Notice, by the way, a few important differences between implies() and intersect(). implies() always returns a boolean value, True or False, because it's an immediate answer to the question of, "does the second condition always apply if the first condition applies?"

intersect(), on the other hand, returns a condition that will always be true when the original conditions apply. So, if it returns a boolean value, that's just an indication that the intersection of the two input conditions would always apply or never apply. Also, intersect() is logically symmetrical, in that it doesn't matter what order the arguments are in, whereas the order is critically important for implies().
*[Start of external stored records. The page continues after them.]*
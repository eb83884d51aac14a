//! Two-level reference counting.
//!
//! API objects carry two counts packed into one atomic: the external count
//! (application retain/release) in the low half and the internal count
//! (holds from other runtime objects, e.g. a queue holding its tasks) in
//! the high half. An object is destroyed only when both reach zero, so an
//! application releasing its last handle cannot tear an object out from
//! under the task graph.

use std::fmt;
use std::ops::Deref;
use std::ptr::NonNull;
use std::sync::atomic::{fence, AtomicU64, Ordering};

const INTERNAL_UNIT: u64 = 1 << 32;

struct Shared<T: ?Sized> {
    counts: AtomicU64,
    value: T,
}

/// An externally held (application-visible) reference.
pub struct OwnedRef<T> {
    ptr: NonNull<Shared<T>>,
}

/// A reference held by another runtime object.
pub struct InternalRef<T> {
    ptr: NonNull<Shared<T>>,
}

unsafe impl<T: Send + Sync> Send for OwnedRef<T> {}
unsafe impl<T: Send + Sync> Sync for OwnedRef<T> {}
unsafe impl<T: Send + Sync> Send for InternalRef<T> {}
unsafe impl<T: Send + Sync> Sync for InternalRef<T> {}

impl<T> OwnedRef<T> {
    /// Allocate with one external reference.
    pub fn new(value: T) -> Self {
        let shared = Box::new(Shared {
            counts: AtomicU64::new(1),
            value,
        });
        OwnedRef {
            ptr: NonNull::from(Box::leak(shared)),
        }
    }

    fn shared(&self) -> &Shared<T> {
        unsafe { self.ptr.as_ref() }
    }

    /// The application-visible reference count.
    pub fn external_count(&self) -> u32 {
        (self.shared().counts.load(Ordering::Relaxed) & 0xffff_ffff) as u32
    }

    /// Take an internal reference to the same object.
    pub fn internal(&self) -> InternalRef<T> {
        self.shared().counts.fetch_add(INTERNAL_UNIT, Ordering::Relaxed);
        InternalRef { ptr: self.ptr }
    }

    /// Pointer identity, for handle comparisons.
    pub fn as_raw(&self) -> *const T {
        &self.shared().value
    }
}

impl<T> InternalRef<T> {
    fn shared(&self) -> &Shared<T> {
        unsafe { self.ptr.as_ref() }
    }

    /// Promote to an external reference (a retain on behalf of the app).
    pub fn to_owned(&self) -> OwnedRef<T> {
        self.shared().counts.fetch_add(1, Ordering::Relaxed);
        OwnedRef { ptr: self.ptr }
    }

    pub fn as_raw(&self) -> *const T {
        &self.shared().value
    }
}

impl<T> Clone for OwnedRef<T> {
    fn clone(&self) -> Self {
        self.shared().counts.fetch_add(1, Ordering::Relaxed);
        OwnedRef { ptr: self.ptr }
    }
}

impl<T> Clone for InternalRef<T> {
    fn clone(&self) -> Self {
        self.shared().counts.fetch_add(INTERNAL_UNIT, Ordering::Relaxed);
        InternalRef { ptr: self.ptr }
    }
}

fn release<T>(ptr: NonNull<Shared<T>>, unit: u64) {
    let shared = unsafe { ptr.as_ref() };
    if shared.counts.fetch_sub(unit, Ordering::Release) == unit {
        fence(Ordering::Acquire);
        drop(unsafe { Box::from_raw(ptr.as_ptr()) });
    }
}

impl<T> Drop for OwnedRef<T> {
    fn drop(&mut self) {
        release(self.ptr, 1);
    }
}

impl<T> Drop for InternalRef<T> {
    fn drop(&mut self) {
        release(self.ptr, INTERNAL_UNIT);
    }
}

impl<T> Deref for OwnedRef<T> {
    type Target = T;
    fn deref(&self) -> &T {
        &self.shared().value
    }
}

impl<T> Deref for InternalRef<T> {
    type Target = T;
    fn deref(&self) -> &T {
        &self.shared().value
    }
}

impl<T: fmt::Debug> fmt::Debug for OwnedRef<T> {
    fn fmt(&self, f: &mut fmt::Formatter) -> fmt::Result {
        fmt::Debug::fmt(&**self, f)
    }
}

impl<T: fmt::Debug> fmt::Debug for InternalRef<T> {
    fn fmt(&self, f: &mut fmt::Formatter) -> fmt::Result {
        fmt::Debug::fmt(&**self, f)
    }
}

impl<T> PartialEq for OwnedRef<T> {
    fn eq(&self, other: &Self) -> bool {
        self.ptr == other.ptr
    }
}

impl<T> PartialEq for InternalRef<T> {
    fn eq(&self, other: &Self) -> bool {
        self.ptr == other.ptr
    }
}

#[cfg(test)]
mod tests {
    use super::*;
    use std::sync::atomic::AtomicBool;
    use std::sync::Arc;

    struct DropFlag(Arc<AtomicBool>);
    impl Drop for DropFlag {
        fn drop(&mut self) {
            self.0.store(true, Ordering::SeqCst);
        }
    }

    #[test]
    fn object_survives_until_both_counts_drop() {
        let dropped = Arc::new(AtomicBool::new(false));
        let owned = OwnedRef::new(DropFlag(Arc::clone(&dropped)));
        let internal = owned.internal();

        // Application released every handle; the queue still holds one.
        drop(owned);
        assert!(!dropped.load(Ordering::SeqCst));

        drop(internal);
        assert!(dropped.load(Ordering::SeqCst));
    }

    #[test]
    fn external_count_ignores_internal_refs() {
        let owned = OwnedRef::new(17u32);
        let _internal = owned.internal();
        let second = owned.clone();
        assert_eq!(owned.external_count(), 2);
        drop(second);
        assert_eq!(owned.external_count(), 1);
        assert_eq!(*owned, 17);
    }

    #[test]
    fn internal_promotes_to_owned() {
        let owned = OwnedRef::new(5u32);
        let internal = owned.internal();
        drop(owned);
        let revived = internal.to_owned();
        assert_eq!(*revived, 5);
        assert_eq!(revived.external_count(), 1);
    }
}
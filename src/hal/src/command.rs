//! Command list recording.

use crate::device::DeviceError;
use crate::memory::ResourceState;
use crate::Backend;

use std::any::Any;
use std::fmt::Debug;

/// Root descriptor table families of the compute signature.
#[derive(Clone, Copy, Debug, PartialEq, Eq)]
pub enum TableKind {
    /// Unordered access views.
    Uav,
    /// Shader resource views.
    Srv,
    /// Samplers.
    Sampler,
}

/// One state transition record.
#[derive(Debug)]
pub struct MemoryBarrier<'a, B: Backend> {
    /// Allocation being transitioned.
    pub memory: &'a B::Memory,
    /// State the GPU last saw it in.
    pub before: ResourceState,
    /// State required by the next command.
    pub after: ResourceState,
}

/// A recordable, recyclable buffer of GPU commands.
///
/// A list is recorded by exactly one thread. After `close` it may be handed
/// to [`crate::Queue::execute`]; `reset` against a fresh allocator returns
/// it to the recording state.
pub trait CommandList<B: Backend>: Debug + Any + Send + Sync {
    /// Reopen a closed list for recording, backed by `allocator`.
    fn reset(&mut self, allocator: &B::CommandAllocator) -> Result<(), DeviceError>;

    /// Finish recording.
    fn close(&mut self) -> Result<(), DeviceError>;

    /// Bind the shader-visible heaps for subsequent table binds.
    fn set_descriptor_heaps(
        &mut self,
        view_heap: &B::DescriptorHeap,
        sampler_heap: Option<&B::DescriptorHeap>,
    );

    /// Flush a batch of state transitions.
    fn resource_barrier(&mut self, barriers: &[MemoryBarrier<B>]);

    /// Copy `size` bytes between buffer allocations.
    fn copy_buffer(
        &mut self,
        src: &B::Memory,
        src_offset: u64,
        dst: &B::Memory,
        dst_offset: u64,
        size: u64,
    );

    /// Fill `size` bytes of `dst` with `pattern` repeated.
    fn fill_buffer(&mut self, dst: &B::Memory, offset: u64, size: u64, pattern: &[u8]);

    /// Bind a compute pipeline.
    fn set_pipeline(&mut self, pipeline: &B::PipelineState);

    /// Point a root table at `base_slot` of the bound shader-visible heap.
    fn set_root_table(&mut self, table: TableKind, base_slot: u32);

    /// Bind a root constant-buffer view. `offset` is in bytes and must be
    /// aligned to the adapter's CB placement alignment.
    fn set_root_cbv(&mut self, index: u32, memory: &B::Memory, offset: u64);

    /// Launch a grid of thread groups with the bound pipeline.
    fn dispatch(&mut self, x: u32, y: u32, z: u32);

    /// Write the GPU timestamp into query `index`.
    fn end_timestamp(&mut self, heap: &B::QueryHeap, index: u32);

    /// Resolve queries `[start, start + count)` into `dst` as little-endian
    /// u64 ticks.
    fn resolve_timestamps(
        &mut self,
        heap: &B::QueryHeap,
        start: u32,
        count: u32,
        dst: &B::Memory,
        dst_offset: u64,
    );
}
//! Fence-delayed destruction of GPU-referenced objects.

use crate::buddy::Suballocation;
use crate::residency::{ResidencyHandle, ResidencyManager};
use crate::state::StateId;

use rocl_hal::{Backend, HeapKind};

use std::collections::VecDeque;
use std::sync::Arc;

/// What a retired buffer gives back once the GPU is done with it.
#[derive(Debug)]
pub enum RetiredPayload<B: Backend> {
    /// Sole owner of the underlying allocation; dropping it frees the
    /// memory.
    Owned(Arc<B::Memory>),
    /// A block borrowed from one of the pooled heaps.
    Suballocated { heap: HeapKind, block: Suballocation },
    /// A rolled-over shader-visible descriptor heap.
    DescriptorHeap(Arc<B::DescriptorHeap>),
}

#[derive(Debug)]
struct Retired<B: Backend> {
    last_used_fence: u64,
    payload: RetiredPayload<B>,
    residency: Option<ResidencyHandle>,
    state: Option<StateId>,
}

/// GPU-referenced objects cannot be destroyed at release time; they queue
/// here keyed by the last command-list id that used them and are freed when
/// the fence passes it.
#[derive(Debug, Default)]
pub struct DeferredDeletionQueue<B: Backend> {
    queue: VecDeque<Retired<B>>,
}

/// Callbacks the trim pass uses to give blocks back to their owners.
pub struct TrimSinks<'a, B: Backend> {
    pub residency: &'a mut ResidencyManager<B>,
    /// Drops the state-tracking record of a destroyed resource.
    pub release_state: &'a mut dyn FnMut(StateId),
    /// Returns a pooled block to the heap it was carved from.
    pub release_block: &'a mut dyn FnMut(HeapKind, Suballocation),
}

impl<B: Backend> DeferredDeletionQueue<B> {
    pub fn new() -> Self {
        DeferredDeletionQueue {
            queue: VecDeque::new(),
        }
    }

    pub fn retire(
        &mut self,
        last_used_fence: u64,
        payload: RetiredPayload<B>,
        residency: Option<ResidencyHandle>,
        state: Option<StateId>,
    ) {
        self.queue.push_back(Retired {
            last_used_fence,
            payload,
            residency,
            state,
        });
    }

    /// Destroy everything the GPU has finished with. `completed_fence` of
    /// `u64::MAX` drains the queue at device teardown.
    pub fn trim(&mut self, completed_fence: u64, sinks: &mut TrimSinks<B>) {
        while let Some(head) = self.queue.front() {
            if head.last_used_fence > completed_fence {
                break;
            }
            let retired = self.queue.pop_front().unwrap();
            if let Some(handle) = retired.residency {
                sinks.residency.untrack(handle);
            }
            if let Some(state) = retired.state {
                (sinks.release_state)(state);
            }
            match retired.payload {
                RetiredPayload::Owned(memory) => drop(memory),
                RetiredPayload::Suballocated { heap, block } => {
                    (sinks.release_block)(heap, block)
                }
                RetiredPayload::DescriptorHeap(heap) => drop(heap),
            }
        }
    }

    pub fn len(&self) -> usize {
        self.queue.len()
    }

    pub fn is_empty(&self) -> bool {
        self.queue.is_empty()
    }
}
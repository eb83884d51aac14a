//! Resource, residency, and command submission engine.
//!
//! This crate is the machinery between the task graph and the native GPU
//! API: fence-recycled object pools, a buddy suballocator for the staging
//! heaps, CPU and shader-visible descriptor management, per-subresource
//! state tracking with barrier coalescing, LRU residency under an OS
//! budget, and the command-list manager that stitches it all into
//! submissions. Everything is generic over [`rocl_hal::Backend`].

pub mod buddy;
pub mod buffer;
pub mod command;
pub mod context;
pub mod deferred;
pub mod descriptors;
pub mod pool;
pub mod residency;
pub mod ring;
pub mod state;

pub use crate::buddy::{BuddyAllocator, ConditionalAllocator, Placement, Suballocation};
pub use crate::buffer::GpuBuffer;
pub use crate::command::CommandListManager;
pub use crate::context::{DeviceResources, DeviceShared, EngineOptions, ImmediateContext};
pub use crate::deferred::{DeferredDeletionQueue, RetiredPayload};
pub use crate::descriptors::{CpuSlot, DescriptorHeapManager};
pub use crate::pool::{BoundedFencePool, FencePool, MultiLevelPool};
pub use crate::residency::{ResidencyHandle, ResidencyManager, ResidencyOptions, ResidencySet};
pub use crate::ring::FencedRingBuffer;
pub use crate::state::{
    BarrierRecord, ResourceStateManager, StateId, TransitionFlags, ALL_SUBRESOURCES,
};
However, intersect() methods must be order preserving, because the order in which logical "and" operations occur is important. Consider, for example, the condition "y!=0 and z>x/y", in which it would be a bad thing to skip the zero check before the division!

So, as we will see later on, when working with more complex conditions, intersect() methods must ensure that the subparts of the output condition are in the same relative order as they were in the input.
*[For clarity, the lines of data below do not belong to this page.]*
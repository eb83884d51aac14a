//! GPU timestamp plumbing for profiled tasks.

use crate::task::GpuTimestamps;

use rocl_engine::ImmediateContext;
use rocl_hal::{Backend, DeviceError, HeapKind};

/// Allocate a two-query timestamp heap plus the readback block the values
/// resolve into.
pub(crate) fn begin_gpu_timestamps<B: Backend>(
    ctx: &mut ImmediateContext<B>,
) -> Result<GpuTimestamps<B>, DeviceError> {
    let device = &ctx.resources.shared.device;
    let heap = rocl_hal::Device::create_query_heap(device, 2)?;
    let staging = ctx.resources.allocate_staging(HeapKind::Readback, 16, false)?;
    Ok(GpuTimestamps { heap, staging })
}

/// Read back `(start, end)` ticks once the GPU has passed the task's fence.
pub(crate) fn read_gpu_timestamps<B: Backend>(
    ctx: &mut ImmediateContext<B>,
    queries: &GpuTimestamps<B>,
) -> Option<(u64, u64)> {
    let bytes = ctx.read_staging(&queries.staging).ok()?;
    if bytes.len() < 16 {
        return None;
    }
    let mut start = [0u8; 8];
    let mut end = [0u8; 8];
    start.copy_from_slice(&bytes[0..8]);
    end.copy_from_slice(&bytes[8..16]);
    Some((u64::from_le_bytes(start), u64::from_le_bytes(end)))
}

/// Retire the staging block; the query heap dies with the value.
pub(crate) fn release_gpu_timestamps<B: Backend>(
    ctx: &mut ImmediateContext<B>,
    queries: GpuTimestamps<B>,
) {
    let GpuTimestamps { heap, staging } = queries;
    drop(heap);
    ctx.resources.destroy_buffer(staging);
}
(Also, note that in general, when you intersect two conditions, if one condition implies the other, the result of the intersection is the implying condition. This general rule greatly simplifies the implementation of most intersect operations, since as long as there is an implication relationship defined between conditions, many common cases of intersection can be handled automatically.)

In contrast to both implies() and intersects(), the disjuncts() function takes only a single argument, and returns a list of the "disjuncts" (or-ed-together conditions) of its argument. More precisely, it returns a list of conditions that each imply the original condition. That is, if any of the disjuncts were true, then the original condition would also be true.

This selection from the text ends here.